ROC curve graph comparing five models: CART (AUC = 0.889), k-NN (AUC = 0.840), SVM (AUC = 0.878), LightGBM (AUC = 0.965), and XGBoost (AUC = 0.965). True Positive Rate is plotted against False Positive Rate. — Combined ROC curves illustrating classification performance of all machine learning models.

Figure 11

Confusion matrices for five machine learning models: CART, k-NN, SVM, LightGBM, and XGBoost, displaying predicted vs. actual fire occurrences. Accuracy and AUC scores are shown for each. CART: accuracy 0.891, AUC 0.889. k-NN: accuracy 0.766, AUC 0.840. SVM: accuracy 0.774, AUC 0.878. LightGBM: accuracy 0.905, AUC 0.965. XGBoost: accuracy 0.920, AUC 0.965. Values indicate correctly and incorrectly classified instances. — Comparative confusion matrices for all machine learning models.

Figure 12

Bar chart comparing the accuracy of five machine learning models: CART with 89.1%, k-NN with 76.6%, SVM with 77.4%, LightGBM with 90.5%, and XGBoost with 92.0%. XGBoost shows the highest accuracy. — Accuracy assessment of all machine learning models.

Figure 13

Six bar graphs showing precision, recall, and F1-scores for "No Fire Point" and "Fire Point" using five models: CART, K-NN, SVM, LightGBM, and XGBoost. Performance metrics range from approximately 0.7 to 0.93. — Comparative bar chart illustrating accuracy, precision, recall, and F1-score for fire and non-fire points across five machine learning models.

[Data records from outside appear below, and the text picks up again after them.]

// src/translate/types.rs
//! Wire shapes on both sides of the proxy: the OpenAI-style public API and the
//! backend's native (Ollama-style) API.

use serde::{Deserialize, Serialize};
use serde_json::{Map, Value};

// ---- native side ----

#[derive(Debug, Deserialize)]
pub struct NativeModelList {
    #[serde(default)]
    pub models: Vec<NativeModel>,
}

#[derive(Debug, Deserialize)]
pub struct NativeModel {
    #[serde(default = "unknown_model")]
    pub name: String,
}

fn unknown_model() -> String {
    "unknown".to_string()
}

#[derive(Debug, Clone, PartialEq, Serialize)]
pub struct NativeChatRequest {
    pub model: String,
    pub messages: Vec<Value>,
    pub stream: bool,
    #[serde(skip_serializing_if = "Option::is_none")]
    pub options: Option<NativeOptions>,
}

#[derive(Debug, Clone, PartialEq, Serialize)]
pub struct NativeOptions {
    pub num_predict: u32,
}

#[derive(Debug, Deserialize)]
pub struct NativeChatResponse {
    pub message: Map<String, Value>,
}

// ---- public side ----

#[derive(Debug, Clone, PartialEq, Serialize, Deserialize)]
pub struct ModelObject {
    pub id: String,
    pub object: String,
    pub created: i64,
    pub owned_by: String,
}

#[derive(Debug, Clone, PartialEq, Serialize, Deserialize)]
pub struct ModelList {
    pub object: String,
    pub data: Vec<ModelObject>,
}

#[derive(Debug, Deserialize)]
pub struct ChatCompletionRequest {
    #[serde(default)]
    pub model: Option<String>,
    pub messages: Vec<Value>,
    #[serde(default)]
    pub stream: Option<bool>,
    #[serde(default)]
    pub max_tokens: Option<u32>,
}

#[derive(Debug, Clone, PartialEq, Serialize, Deserialize)]
pub struct ChatCompletion {
    pub id: String,
    pub object: String,
    pub created: i64,
    pub model: String,
    pub choices: Vec<Choice>,
    pub usage: Usage,
}

#[derive(Debug, Clone, PartialEq, Serialize, Deserialize)]
pub struct Choice {
    pub index: u32,
    pub message: Value,
    pub finish_reason: String,
}

/// Token counts are not computed; every field is zero.
#[derive(Debug, Clone, Default, PartialEq, Serialize, Deserialize)]
pub struct Usage {
    pub prompt_tokens: u64,
    pub completion_tokens: u64,
    pub total_tokens: u64,
}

3.5 SHapley additive exPlanations analysis

3.5.1 Global feature importance

The SHAP global feature importance results reveal distinct patterns in wildfire susceptibility drivers between the two ensemble models (Figure 14). Both LightGBM and XGBoost consistently identify NDVI as the most influential variable, with mean SHAP values of approximately 3.0 and 2.0, respectively, indicating its dominant role in shaping wildfire predictions. High NDVI values, representing denser vegetation, consistently increase fire risk by providing abundant combustible biomass, while sparse vegetation (low NDVI) reduces susceptibility.

Figure 14

Bar charts comparing SHAP feature importance for LightGBM and XGBoost models. Both charts show NDVI as the most important feature. For LightGBM, other significant features are Elevation and WindSpeed. In XGBoost, LST, WindSpeed, and Elevation follow NDVI in importance. — Global SHAP bar plot of average feature importance.

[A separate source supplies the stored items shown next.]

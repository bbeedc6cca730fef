// ────────────────────────────────
// src/server/listener.rs
// Low-level TCP bind, kept apart from the accept loop.
// ────────────────────────────────
use anyhow::Result;
use std::net::SocketAddr;
use tokio::net::TcpListener;

pub async fn bind_tcp(addr: SocketAddr) -> Result<TcpListener> {
    let listener = TcpListener::bind(addr).await?;
    Ok(listener)
}

/// Resolve `host:port`, accepting hostnames as well as literal addresses.
pub async fn resolve(host: &str, port: u16) -> Result<SocketAddr> {
    tokio::net::lookup_host((host, port))
        .await?
        .next()
        .ok_or_else(|| anyhow::anyhow!("{}:{} did not resolve to an address", host, port))
}

#[cfg(test)]
mod tests {
    use super::*;

    #[tokio::test]
    async fn test_resolve_literal_address() {
        let addr = resolve("127.0.0.1", 8080).await.unwrap();
        assert_eq!(addr, "127.0.0.1:8080".parse::<SocketAddr>().unwrap());
    }
}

However, the models diverge in their secondary predictors. LightGBM prioritizes Elevation (≈2.5 SHAP) and WindSpeed (≈2.2 SHAP) as the next most important factors, suggesting this model emphasizes topographic and meteorological influences. Higher elevations may correlate with specific fuel types and microclimates, while increased wind speeds accelerate fire spread and intensity.

In contrast, XGBoost assigns greater importance to LST (Land Surface Temperature, ≈1.8 SHAP) as the second-most influential variable, followed by WindSpeed (≈1.6 SHAP) and Elevation (≈1.5 SHAP). This indicates XGBoost places stronger emphasis on thermal conditions that promote fuel drying and ignition probability.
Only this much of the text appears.